Our son enjoyed parts three and four, kind of enjoyed part five, and pretty much hated the last two. Roland becomes the King of the Castle at the end of part five, spends part six demanding everybody conform to his rules and makes enemies of them all, and spends most of part seven in some oddball courtroom drama that plays like experimental theater before going home. He tried to avoid admitting that he was just plain bored by calling it “creepy,” but he really had nothing at all to say about it and is glad that it was over.

So no, that certainly wasn’t the best serial that HTV made in the seventies. I wish that The Georgian House existed in full. I bet that one was great!

King of the Castle 1.5

I’ve teased HTV’s later serial Into the Labyrinth for redressing the same set every week, but at its core, that’s an imaginative and clever use of their very limited resources. King of the Castle is doing the same trick with a two-story set with a large central area and a mezzanine above and around it. It’s done service as the Frankenstein lab, the love witch’s lair, the kitchen, and now the central foyer of a medieval castle. We’ll look at the last two episodes later in the week, and I’m curious what they’ll do next.

Our son was pretty impatient with this one at first, but once it moves into that set for a pretty impressive swordfight, he really started to get into it. He doesn’t like it as much as he likes Labyrinth, but it’s got a few fun surprises.

King of the Castle 1.3 and 1.4

Marie gave up on this serial after the unbelievable awfulness of episode two, so she’s not going to believe this, but this has become a much, much more interesting production without Fulton Mackay’s overacting. In episode three, young Roland deals with a beautiful witch who schemes to shrink him and add him to a collection of captive children, and in episode four, he is trapped in a steamy scullery with several disheveled children under the thumb of a guard who screams “work makes you free!” at them and forces them to do repetitive, meaningless chores.
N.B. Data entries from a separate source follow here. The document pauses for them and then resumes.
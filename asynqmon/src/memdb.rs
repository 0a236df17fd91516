//! 内存任务源实现
//! Memory task source implementation
//!
//! 使用内存数据结构保存任务，不依赖任何外部服务，任务按加入顺序（升序）保存
//! Keeps tasks in in-memory data structures without any external service,
//! each queue/state list in insertion (ascending) order

use crate::error::{Error, Result};
use crate::pagination::Pagination;
use crate::source::TaskSource;
use crate::task::{TaskInfo, TaskState};
use async_trait::async_trait;
use std::collections::{HashMap, HashSet};
use tokio::sync::RwLock;

#[derive(Default)]
struct MemoryData {
  queues: HashSet<String>,
  tasks: HashMap<(String, TaskState), Vec<TaskInfo>>,
}

/// 内存任务源
/// Memory task source
#[derive(Default)]
pub struct MemoryTaskSource {
  data: RwLock<MemoryData>,
}

impl MemoryTaskSource {
  /// 创建新的内存任务源
  /// Create a new memory task source
  pub fn new() -> Self {
    Self::default()
  }

  /// 注册队列
  /// Register a queue
  pub async fn add_queue(&self, queue: &str) {
    self.data.write().await.queues.insert(queue.to_string());
  }

  /// 追加任务，队列不存在时自动注册
  /// Append a task, registering its queue if needed
  pub async fn add_task(&self, task: TaskInfo) {
    let mut data = self.data.write().await;
    data.queues.insert(task.queue.clone());
    data
      .tasks
      .entry((task.queue.clone(), task.state))
      .or_default()
      .push(task);
  }

  /// 批量追加任务
  /// Append tasks in order
  pub async fn add_tasks<I>(&self, tasks: I)
  where
    I: IntoIterator<Item = TaskInfo>,
  {
    let mut data = self.data.write().await;
    for task in tasks {
      data.queues.insert(task.queue.clone());
      data
        .tasks
        .entry((task.queue.clone(), task.state))
        .or_default()
        .push(task);
    }
  }

  /// 删除指定队列某状态的所有任务，返回删除数量
  /// Remove every task of a queue in one state, returning how many were removed
  pub async fn clear(&self, queue: &str, state: TaskState) -> i64 {
    let mut data = self.data.write().await;
    data
      .tasks
      .remove(&(queue.to_string(), state))
      .map_or(0, |tasks| tasks.len() as i64)
  }
}

#[async_trait]
impl TaskSource for MemoryTaskSource {
  async fn count_tasks(&self, queue: &str, state: TaskState) -> Result<i64> {
    let data = self.data.read().await;
    if !data.queues.contains(queue) {
      return Err(Error::queue_not_found(queue));
    }
    Ok(
      data
        .tasks
        .get(&(queue.to_string(), state))
        .map_or(0, |tasks| tasks.len() as i64),
    )
  }

  async fn list_tasks(
    &self,
    queue: &str,
    state: TaskState,
    pagination: Pagination,
  ) -> Result<Vec<TaskInfo>> {
    let data = self.data.read().await;
    if !data.queues.contains(queue) {
      return Err(Error::queue_not_found(queue));
    }
    if pagination.page < 0 || pagination.size < 1 {
      return Ok(Vec::new());
    }
    let Some(tasks) = data.tasks.get(&(queue.to_string(), state)) else {
      return Ok(Vec::new());
    };
    let Some(start) = pagination.size.checked_mul(pagination.page) else {
      return Ok(Vec::new());
    };
    if start >= tasks.len() as i64 {
      return Ok(Vec::new());
    }
    let stop = start
      .saturating_add(pagination.size)
      .min(tasks.len() as i64);
    Ok(tasks[start as usize..stop as usize].to_vec())
  }
}

#[cfg(test)]
mod tests {
  use super::*;

  fn archived(queue: &str, n: usize) -> Vec<TaskInfo> {
    (0..n)
      .map(|i| TaskInfo::new(format!("task-{i}"), queue, "email:deliver", TaskState::Archived))
      .collect()
  }

  #[tokio::test]
  async fn test_list_tasks_ascending_pages() {
    let source = MemoryTaskSource::new();
    source.add_tasks(archived("default", 45)).await;

    let page = source
      .list_tasks("default", TaskState::Archived, Pagination::new(20, 2))
      .await
      .unwrap();
    let ids: Vec<_> = page.iter().map(|t| t.id.as_str()).collect();
    assert_eq!(ids, vec!["task-40", "task-41", "task-42", "task-43", "task-44"]);

    let past_end = source
      .list_tasks("default", TaskState::Archived, Pagination::new(20, 3))
      .await
      .unwrap();
    assert!(past_end.is_empty());
  }

  #[tokio::test]
  async fn test_degenerate_pagination() {
    let source = MemoryTaskSource::new();
    source.add_tasks(archived("default", 5)).await;
    for pagination in [Pagination::new(0, 0), Pagination::new(20, -1)] {
      let tasks = source
        .list_tasks("default", TaskState::Archived, pagination)
        .await
        .unwrap();
      assert!(tasks.is_empty());
    }
  }

  #[tokio::test]
  async fn test_overflowing_pagination() {
    let source = MemoryTaskSource::new();
    source.add_tasks(archived("default", 5)).await;
    let tasks = source
      .list_tasks("default", TaskState::Archived, Pagination::new(i64::MAX, 2))
      .await
      .unwrap();
    assert!(tasks.is_empty());

    let tasks = source
      .list_tasks("default", TaskState::Archived, Pagination::new(i64::MAX, 0))
      .await
      .unwrap();
    assert_eq!(tasks.len(), 5);
  }

  #[tokio::test]
  async fn test_unknown_queue() {
    let source = MemoryTaskSource::new();
    assert_eq!(
      source.count_tasks("missing", TaskState::Retry).await,
      Err(Error::queue_not_found("missing"))
    );
    source.add_queue("empty").await;
    assert_eq!(source.count_tasks("empty", TaskState::Retry).await, Ok(0));
  }

  #[tokio::test]
  async fn test_clear() {
    let source = MemoryTaskSource::new();
    source.add_tasks(archived("default", 3)).await;
    assert_eq!(source.clear("default", TaskState::Archived).await, 3);
    assert_eq!(
      source.count_tasks("default", TaskState::Archived).await,
      Ok(0)
    );
  }
}
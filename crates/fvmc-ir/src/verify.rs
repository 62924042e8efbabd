//! Structural module checks.

use crate::{FunctionData, InstKind, Module, Value};
use fvmc_backend::{
    eyre::{bail, ensure},
    Result,
};

pub(crate) fn verify(module: &Module) -> Result<()> {
    for func in &module.functions {
        if func.is_import() {
            ensure!(func.blocks.is_empty(), "import `{}` has a body", func.name);
            continue;
        }
        verify_function(module, func)?;
    }
    Ok(())
}

fn verify_function(module: &Module, func: &FunctionData) -> Result<()> {
    let name = &func.name;
    ensure!(!func.blocks.is_empty(), "function `{name}` has no blocks");
    ensure!(
        func.block_order.len() == func.blocks.len(),
        "function `{name}` has an inconsistent block layout"
    );

    let check_value = |v: Value| -> Result<()> {
        match v {
            Value::Param(i) => ensure!((i as usize) < func.params.len(), "bad param in `{name}`"),
            Value::Inst(id) => {
                ensure!(id.index() < func.insts.len(), "bad value in `{name}`");
                ensure!(func.inst(id).ty.is_some(), "use of void instruction in `{name}`");
            }
            Value::Const(id) => ensure!(id.index() < func.consts.len(), "bad const in `{name}`"),
            Value::Global(i) => {
                ensure!((i as usize) < module.globals.len(), "bad global in `{name}`")
            }
        }
        Ok(())
    };
    let check_block = |b: crate::BlockId| -> Result<()> {
        ensure!(b.index() < func.blocks.len(), "bad block target in `{name}`");
        Ok(())
    };

    for block in &func.blocks {
        ensure!(
            !block.insts.is_empty(),
            "function `{name}` block `{}` is empty",
            block.name
        );
        for (i, &inst_id) in block.insts.iter().enumerate() {
            ensure!(inst_id.index() < func.insts.len(), "bad instruction id in `{name}`");
            let data = func.inst(inst_id);
            let is_last = i + 1 == block.insts.len();
            if is_last {
                ensure!(
                    data.kind.is_terminator(),
                    "function `{name}` block `{}` does not end in a terminator",
                    block.name
                );
            } else {
                ensure!(
                    !data.kind.is_terminator(),
                    "terminator in the middle of `{name}` block `{}`",
                    block.name
                );
            }

            match &data.kind {
                InstKind::Nop | InstKind::Alloca { .. } | InstKind::Unreachable => {}
                InstKind::Binary { lhs, rhs, .. } | InstKind::Icmp { lhs, rhs, .. } => {
                    check_value(*lhs)?;
                    check_value(*rhs)?;
                }
                InstKind::Unary { arg, .. }
                | InstKind::Zext { arg }
                | InstKind::Trunc { arg } => check_value(*arg)?,
                InstKind::Select { cond, then_value, else_value } => {
                    check_value(*cond)?;
                    check_value(*then_value)?;
                    check_value(*else_value)?;
                }
                InstKind::Load { ptr } => check_value(*ptr)?,
                InstKind::Store { value, ptr } => {
                    check_value(*value)?;
                    check_value(*ptr)?;
                }
                InstKind::Gep { ptr, offset, .. } => {
                    check_value(*ptr)?;
                    check_value(*offset)?;
                }
                InstKind::Call { func: callee, args } => {
                    ensure!(callee.index() < module.functions.len(), "bad callee in `{name}`");
                    let callee = module.function(*callee);
                    ensure!(
                        args.len() == callee.params.len(),
                        "call to `{}` in `{name}` passes {} args, expected {}",
                        callee.name,
                        args.len(),
                        callee.params.len()
                    );
                    for &arg in args {
                        check_value(arg)?;
                    }
                }
                InstKind::Phi { incoming } => {
                    if incoming.is_empty() {
                        bail!("empty phi in `{name}` block `{}`", block.name);
                    }
                    for (v, b) in incoming {
                        check_value(*v)?;
                        check_block(*b)?;
                    }
                }
                InstKind::Br { dest } => check_block(*dest)?,
                InstKind::Brif { cond, then_block, else_block } => {
                    check_value(*cond)?;
                    check_block(*then_block)?;
                    check_block(*else_block)?;
                }
                InstKind::Switch { index, default, targets } => {
                    check_value(*index)?;
                    check_block(*default)?;
                    for (_, b) in targets {
                        check_block(*b)?;
                    }
                }
                InstKind::Ret { value } => {
                    ensure!(
                        value.is_some() == func.ret.is_some(),
                        "return arity mismatch in `{name}`"
                    );
                    if let Some(v) = value {
                        check_value(*v)?;
                    }
                }
            }
        }
    }
    Ok(())
}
It’s not quite as visually bizarre as the second part, which makes it less interesting for me, but the special effects crew pulled off an impressive-for-the-1977-tech trick of shrinking the kid, trapping him under a crystal ball, and then having him walk the globe off a table. After the Frankenstein horrors and the bullying of the first two parts, this has become a more conventional adventure story, and, much like Into the Labyrinth, it’s pitched just right at eight year-olds. Our kid really got into Roland’s escape from the love witch, and hissed “yes!” as he got to a safe spot in the wall.

King of the Castle 1.1 and 1.2

Back now to 1977, for a seven-part serial made by HTV which our son calls “absolutely scary” and his mother calls “actively painful.” King of the Castle was written by Bob Baker and Dave Martin, who had made the fantastic Sky for HTV two years previously and, like Sky, it really should have made it to Nickelodeon’s Third Eye anthology. It’s a freaky, supernatural and very weird story. I don’t agree with either my wife or my son about it so far. I think it’s very peculiar and odd, and even though it’s lining up to climax with a “gasp! it was all… a dream!” ending, I’m curious to see where it’s going before it gets there.

At least it starts out well enough. King of the Castle stars Philip Da Costa as the son of a saxophone player who’s got a scholarship to a local, exclusive school, although he’d rather read comics – the props department mocked up a Mummy’s Tomb cover and pasted it atop a seventies Marvel UK title but didn’t bother to dress the back of the magazine and its ads for other Marvel comics – and keep a low profile. His family’s moved to the top floor of a ten-story apartment building and the elevator’s out of order and a tough teen called Ripper has his gang of bullies ready to cause trouble on the staircases. Providing support are some generally very reliable character actors, including Milton Johns, Fulton Mackay, and Talfryn Thomas.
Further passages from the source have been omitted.